I am curious about the bar connecting the scope rings. I can't think of a purpose for the bar. I have done various custom scope mount work but i have not worked on H&H or claw mounts yet so i can't think of a reason to have the bar.
GABE93



Contrary to popular belief these now iconic side claw mounts were not invented by Holland & Holland. Instead, Austrian gunmakers used near identical mounts before WW1 to mount Kahles "Mignon" scopes. Many Steyr Mannlicher M95 straight pull sniper rifles were mounted with such side contra/inverted claw mounts with the rear hook going into a set-over base and the front locked by a lever.
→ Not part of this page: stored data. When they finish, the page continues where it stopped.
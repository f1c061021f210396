//! Exchange coordinator
//!
//! Owns the live session set, admits and matches orders, runs the periodic
//! tick and relays announcements over the transport seam. Map-level locks
//! are held only to insert/remove/look up; chain RPC always happens outside
//! them, inside the sessions.

use crate::db::{Database, OrderRecord};
use crate::error::{Result, XBridgeError};
use crate::order::{FailureReason, Order, OrderId, OrderMap, OrderState};
use crate::session::{SessionConfig, SessionEvent, SessionEventKind, SwapSession};
use crate::store::OrderStore;
use crate::transport::{Transport, TransportMessage, TransportPayload};
use crate::types::Asset;
use crate::wallet::{WalletConnector, WalletKeys};
use chrono::Utc;
use std::collections::HashMap;
use std::sync::Arc;
use std::time::Duration;
use tokio::sync::broadcast;
use tokio::sync::{mpsc, Mutex, RwLock};
use tracing::{debug, info, warn};

#[derive(Debug, Clone)]
pub struct ExchangeConfig {
    /// Required gap between taker and maker lock times.
    pub safety_margin_secs: u64,
    /// Allowed relative mismatch between counter-order amounts, basis points.
    pub amount_tolerance_bps: u64,
    pub sign_retry_limit: u32,
    pub tick_interval: Duration,
    /// How long terminal orders stay in the active book before archival.
    pub retention: Duration,
}

impl ExchangeConfig {
    /// The safety margin has no sensible default; it is an explicit input.
    pub fn new(safety_margin_secs: u64) -> Self {
        Self {
            safety_margin_secs,
            amount_tolerance_bps: 0,
            sign_retry_limit: 3,
            tick_interval: Duration::from_secs(60),
            retention: Duration::from_secs(900),
        }
    }
}

pub struct Exchange {
    config: ExchangeConfig,
    assets: RwLock<HashMap<String, Arc<Asset>>>,
    connectors: RwLock<HashMap<String, Arc<dyn WalletConnector>>>,
    /// Unmatched orders plus retained terminal ones.
    book: RwLock<OrderMap>,
    /// Live sessions, keyed by both the maker and the taker order id.
    sessions: RwLock<HashMap<OrderId, Arc<SwapSession>>>,
    store: Arc<OrderStore>,
    archive: Option<Database>,
    transport: Arc<dyn Transport>,
    events_tx: mpsc::UnboundedSender<SessionEvent>,
    events_rx: Mutex<mpsc::UnboundedReceiver<SessionEvent>>,
}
These mounts depend on both feet/rings retaining exactly the same distance, with a bit of pressure fore and aft. The Austrians licked the problem by soldering half-rings to their steel scope tubes, making them immovable, the scope tube taking care of the proper ring spacing. When H&H adopted this mounting system they wanted to clamp the scope in full rings instead of soldering. As such rings may slip a tiny bit, or the scope may be exchanged, H&H added such spacing rods to keep the rings at the proper distance all the time.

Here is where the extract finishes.